Die Wahrheit verkündigen,
den Glauben verteidigen

Predigten des H.H. Prof. Dr. Georg May

Glaubenswahrheit.org  
1. März 1998

Über Wert und Bedeutung des Eigentums

Im Namen des Vaters und des Sohnes und des Heiligen Geistes. Amen.

Geliebte im Herrn!

In den dreißiger Jahren unseres Jahrhunderts besuchte eine sowjetische Arbeiterdelegation Amerika. Sie kam auch nach Detroit, also in die Stadt, in der die großen Autowerke von Ford stehen. Die Delegation wurde durch das Gelände geführt und stellte Fragen. „Wem gehören die Fabriken?“ – „Dem Herrn Ford.“ „Wem gehören die Maschinen?“ – „Dem Herrn Ford.“ „Und wem gehören die vielen Autos auf den Parkplätzen vor den Fabriken?“ – „Den Arbeitern.“ Wenig später kam eine amerikanische Delegation von Arbeitern in die Sowjetunion, und zwar nach Gorki, wo Autos gebaut werden. Auch sie ließ sich führen und stellte Fragen. „Wem gehören die Fabriken?“ – „Dem Volke.“ „Wem gehören die Maschinen?“ – „Dem Volke.“ „Und wem gehören die Autos vor den Fabriken?“ – „Den Volkskommissaren.“ An dieser Anekdote kann man den Unterschied zwischen Wirtschaftssystemen, welche die Freiheit geben, Eigentum an Produktionsmitteln zu erwerben, und anderen, die dies verbieten, erkennen.
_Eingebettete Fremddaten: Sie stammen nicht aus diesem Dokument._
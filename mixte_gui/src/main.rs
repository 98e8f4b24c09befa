//! Construction Mixte - course application
//!
//! Iced front end of the composite construction course: a login screen
//! behind the email allow-list, then one page per course (slabs, columns,
//! beams) with its calculators. Runs natively and in the browser (wasm32).

mod events;
mod store;
mod ui;

use std::collections::HashMap;

use chrono::Utc;
use iced::widget::{column, container, row, rule, stack};
use iced::{Element, Length, Subscription, Task};

use mixte_core::access::{AccessGate, Session};
use mixte_core::calculations::{CalculatorKind, Course, Report};
use mixte_core::format::NumberFormat;
use mixte_core::forms::FormValues;
use mixte_core::protection::{EventGuard, GuardEvent, Notification, Watermark};
use mixte_core::Config;

use store::Store;
use ui::modal::ModalType;

/// Refresh rate of the notification while it is on screen
const NOTIFICATION_TICK_MS: u64 = 100;

/// Fields of the login form
#[derive(Debug, Clone, Copy, PartialEq, Eq)]
pub enum LoginField {
    LastName,
    FirstName,
    Email,
}

/// Text typed in the login form
#[derive(Debug, Clone, Default)]
pub struct LoginForm {
    pub last_name: String,
    pub first_name: String,
    pub email: String,
}

impl LoginForm {
    /// Names guessed from the OS account, email left blank
    #[cfg(not(target_arch = "wasm32"))]
    fn prefilled() -> Self {
        let realname = whoami::realname();
        let mut parts = realname.split_whitespace();
        let first_name = parts.next().unwrap_or_default().to_string();
        let last_name = parts.collect::<Vec<_>>().join(" ");
        Self {
            last_name,
            first_name,
            email: String::new(),
        }
    }

    #[cfg(target_arch = "wasm32")]
    fn prefilled() -> Self {
        Self::default()
    }
}

/// Page currently displayed
#[derive(Debug, Clone, Copy, PartialEq, Eq)]
pub enum Screen {
    Login,
    Home,
    Course(Course),
}

#[derive(Debug, Clone)]
pub enum Message {
    // Login
    LoginFieldChanged(LoginField, String),
    SubmitLogin,
    RequestLogout,

    // Navigation
    OpenHome,
    OpenCourse(Course),
    SelectCalculator(CalculatorKind),

    // Calculator form
    FieldChanged(&'static str, String),
    Calculate,
    ResetForm,

    // Modal
    ModalConfirm,
    ModalCancel,

    // Protection
    Guard(GuardEvent),
    Tick,
}

pub struct App {
    config: Config,
    gate: AccessGate<Store>,
    guard: EventGuard,
    notification: Notification,
    number_format: NumberFormat,

    screen: Screen,
    session: Option<Session>,
    login: LoginForm,

    /// Calculator shown on each course page
    selected: HashMap<Course, CalculatorKind>,
    forms: HashMap<CalculatorKind, FormValues>,
    reports: HashMap<CalculatorKind, Report>,

    modal: Option<ModalType>,
    status: String,
}

impl App {
    fn new() -> Self {
        let (config, status) = load_config();
        let mut gate = AccessGate::from_config(store::open(&config), &config.access);
        let session = gate.current_session(Utc::now());
        let screen = if session.is_some() { Screen::Home } else { Screen::Login };

        let forms = CalculatorKind::ALL
            .iter()
            .map(|kind| (*kind, FormValues::initial(kind.fields())))
            .collect();

        Self {
            guard: EventGuard::from_config(&config.protection),
            notification: Notification::new(config.protection.notification_duration()),
            number_format: config.display.number_format(),
            gate,
            config,
            screen,
            session,
            login: LoginForm::prefilled(),
            selected: HashMap::new(),
            forms,
            reports: HashMap::new(),
            modal: None,
            status,
        }
    }

    fn title(&self) -> String {
        match self.screen {
            Screen::Course(course) => format!("Construction Mixte - {}", course.title()),
            _ => "Construction Mixte".to_string(),
        }
    }

    /// Calculator displayed for a course, the first one until another is picked
    pub fn calculator(&self, course: Course) -> Option<CalculatorKind> {
        self.selected
            .get(&course)
            .copied()
            .or_else(|| course.calculators().first().copied())
    }

    pub fn form(&self, kind: CalculatorKind) -> Option<&FormValues> {
        self.forms.get(&kind)
    }

    pub fn report(&self, kind: CalculatorKind) -> Option<&Report> {
        self.reports.get(&kind)
    }

    pub fn number_format(&self) -> NumberFormat {
        self.number_format
    }

    fn update(&mut self, message: Message) -> Task<Message> {
        match message {
            Message::LoginFieldChanged(field, value) => {
                match field {
                    LoginField::LastName => self.login.last_name = value,
                    LoginField::FirstName => self.login.first_name = value,
                    LoginField::Email => self.login.email = value,
                }
            }
            Message::SubmitLogin => self.submit_login(),
            Message::RequestLogout => {
                self.modal = Some(ModalType::ConfirmLogout);
            }

            Message::OpenHome => {
                if self.ensure_session(&format!("/{}/index.html", self.config.access.content_root)) {
                    self.screen = Screen::Home;
                }
            }
            Message::OpenCourse(course) => {
                if self.ensure_session(&course_page(&self.config, course)) {
                    self.screen = Screen::Course(course);
                    self.status = format!("{} - {} calculators", course.title(), course.calculators().len());
                }
            }
            Message::SelectCalculator(kind) => {
                self.selected.insert(kind.course(), kind);
            }

            Message::FieldChanged(id, value) => {
                if let Screen::Course(course) = self.screen {
                    if let Some(kind) = self.calculator(course) {
                        self.forms
                            .entry(kind)
                            .or_insert_with(|| FormValues::initial(kind.fields()))
                            .set(id, value);
                    }
                }
            }
            Message::Calculate => self.calculate(),
            Message::ResetForm => {
                if let Screen::Course(course) = self.screen {
                    if let Some(kind) = self.calculator(course) {
                        self.forms.insert(kind, FormValues::initial(kind.fields()));
                        self.reports.remove(&kind);
                        self.status = format!("{} reset", kind.title());
                    }
                }
            }

            Message::ModalConfirm => {
                if self.modal.take() == Some(ModalType::ConfirmLogout) {
                    self.logout();
                }
            }
            Message::ModalCancel => {
                self.modal = None;
            }

            Message::Guard(event) => {
                let decision = self.guard.handle(&event);
                if decision.notifies() {
                    self.notification.raise(Utc::now());
                }
            }
            Message::Tick => {
                self.notification.tick(Utc::now());
            }
        }
        Task::none()
    }

    fn submit_login(&mut self) {
        let form = &self.login;
        match self.gate.login(&form.last_name, &form.first_name, &form.email, Utc::now()) {
            Ok(session) => {
                self.status = format!("Welcome {}", session.display_name());
                self.session = Some(session);
                self.login.email.clear();
                self.screen = Screen::Home;
            }
            Err(e) => self.modal = Some(ModalType::from_login_error(&e)),
        }
    }

    fn logout(&mut self) {
        if let Err(e) = self.gate.logout() {
            tracing::warn!(error = %e, "logout could not clear the session");
        }
        self.session = None;
        self.reports.clear();
        self.screen = Screen::Login;
        self.status = "Logged out".to_string();
    }

    /// Gate check for `page`; an expired session goes back to the login screen
    fn ensure_session(&mut self, page: &str) -> bool {
        match self.gate.require_session(Utc::now(), page) {
            Ok(session) => {
                self.session = Some(session);
                true
            }
            Err(redirect) => {
                tracing::info!(page, redirect = %redirect, "session required");
                self.session = None;
                self.screen = Screen::Login;
                self.status = "Session expired - please log in again".to_string();
                false
            }
        }
    }

    fn calculate(&mut self) {
        let Screen::Course(course) = self.screen else {
            return;
        };
        let Some(kind) = self.calculator(course) else {
            return;
        };
        if !self.ensure_session(&course_page(&self.config, course)) {
            return;
        }

        let values = self
            .forms
            .entry(kind)
            .or_insert_with(|| FormValues::initial(kind.fields()));
        match kind.run(values) {
            Ok(report) => {
                self.status = format!("{}: {}", kind.title(), report.verdict.badge());
                self.reports.insert(kind, report);
            }
            Err(e) => {
                self.reports.remove(&kind);
                self.status = format!("{}: {}", kind.title(), e.error_code());
                self.modal = Some(ModalType::from_calc_error(&e));
            }
        }
    }

    fn subscription(&self) -> Subscription<Message> {
        let guard = iced::event::listen_with(|event, status, _window| {
            events::guard_event(&event, status).map(Message::Guard)
        });

        if self.notification.is_visible(Utc::now()) {
            let tick = iced::time::every(std::time::Duration::from_millis(NOTIFICATION_TICK_MS))
                .map(|_| Message::Tick);
            Subscription::batch([guard, tick])
        } else {
            guard
        }
    }

    fn view(&self) -> Element<'_, Message> {
        let page: Element<'_, Message> = match self.screen {
            Screen::Login => ui::login::view(&self.login),
            Screen::Home => self.view_frame(ui::home::view(&self.reports), None),
            Screen::Course(course) => self.view_frame(self.view_course(course), Some(course)),
        };

        let mut layers = stack![page];

        if self.config.protection.watermark {
            if let Some(watermark) = Watermark::for_session(self.session.as_ref()) {
                layers = layers.push(ui::overlay::view_watermark(watermark));
            }
        }

        if let Some(message) = self.notification.current(Utc::now()) {
            layers = layers.push(ui::overlay::view_notification(message));
        }

        if let Some(ref modal) = self.modal {
            layers = layers
                .push(ui::modal::view_backdrop())
                .push(ui::modal::view_modal(modal));
        }

        layers.into()
    }

    /// Header, course tabs and status bar around a page
    fn view_frame<'a>(&'a self, body: Element<'a, Message>, course: Option<Course>) -> Element<'a, Message> {
        let remaining = self.session.as_ref().map(|s| s.remaining(Utc::now()));

        column![
            ui::toolbar::view_header(self.session.as_ref()),
            ui::toolbar::view_toolbar(course),
            container(body).height(Length::Fill),
            rule::horizontal(1),
            ui::status_bar::view_status_bar(remaining, &self.status),
        ]
        .spacing(4)
        .padding(10)
        .into()
    }

    fn view_course(&self, course: Course) -> Element<'_, Message> {
        let selected = self.calculator(course);

        row![
            ui::items_panel::view_items_panel(course, selected, &self.reports, 220.0),
            ui::input_panel::view_input_panel(self, selected),
            ui::results_panel::view_results_panel(self, selected),
        ]
        .spacing(10)
        .height(Length::Fill)
        .into()
    }
}

/// Entry page of a course folder, as checked by the gate
fn course_page(config: &Config, course: Course) -> String {
    format!("/{}/{}/index.html", config.access.content_root, course.folder())
}

#[cfg(not(target_arch = "wasm32"))]
fn load_config() -> (Config, String) {
    match Config::load() {
        Ok(config) => (config, "Ready".to_string()),
        Err(e) => {
            tracing::warn!(error = %e, "using default configuration");
            (Config::default(), format!("Configuration ignored: {}", config_error_text(&e)))
        }
    }
}

/// No config file in the browser, defaults apply
#[cfg(target_arch = "wasm32")]
fn load_config() -> (Config, String) {
    (Config::default(), "Ready".to_string())
}

#[cfg(not(target_arch = "wasm32"))]
fn config_error_text(e: &mixte_core::CalcError) -> String {
    match e {
        mixte_core::CalcError::ConfigError { message } => message.clone(),
        other => other.to_string(),
    }
}

pub fn main() -> iced::Result {
    #[cfg(target_arch = "wasm32")]
    console_error_panic_hook::set_once();

    #[cfg(not(target_arch = "wasm32"))]
    mixte_core::logging::init_logging(mixte_core::logging::Verbosity::Normal);

    iced::application(App::new, App::update, App::view)
        .title(App::title)
        .subscription(App::subscription)
        .window_size(iced::Size::new(1280.0, 820.0))
        .run()
}

#[cfg(test)]
mod tests {
    use super::*;

    #[test]
    fn test_course_page_uses_content_root() {
        let mut config = Config::default();
        assert_eq!(course_page(&config, Course::Beams), "/cours/poutres/index.html");
        config.access.content_root = "lessons".to_string();
        assert_eq!(course_page(&config, Course::Slabs), "/lessons/planchers/index.html");
    }
}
Wir haben uns seit vielen Sonntagen bemüht, die Pflichten der Selbstliebe zu erkennen. Es bleibt uns noch ein einziger Gegenstand zu berücksichtigen, nämlich das Eigentum; das Eigentum, der Erwerb des Eigentums, die Verwendung des Eigentums als Pflicht der Selbstliebe. Unter Eigentum versteht man die Gewalt einer Person über eine Sache als ihr zugehörig, frei innerhalb der Grenzen der Vernunft zum eigenen Interesse zu verfügen. Eigentum ist also das Besitz- und das Verfügungsrecht über eine Sache im eigenen Interesse.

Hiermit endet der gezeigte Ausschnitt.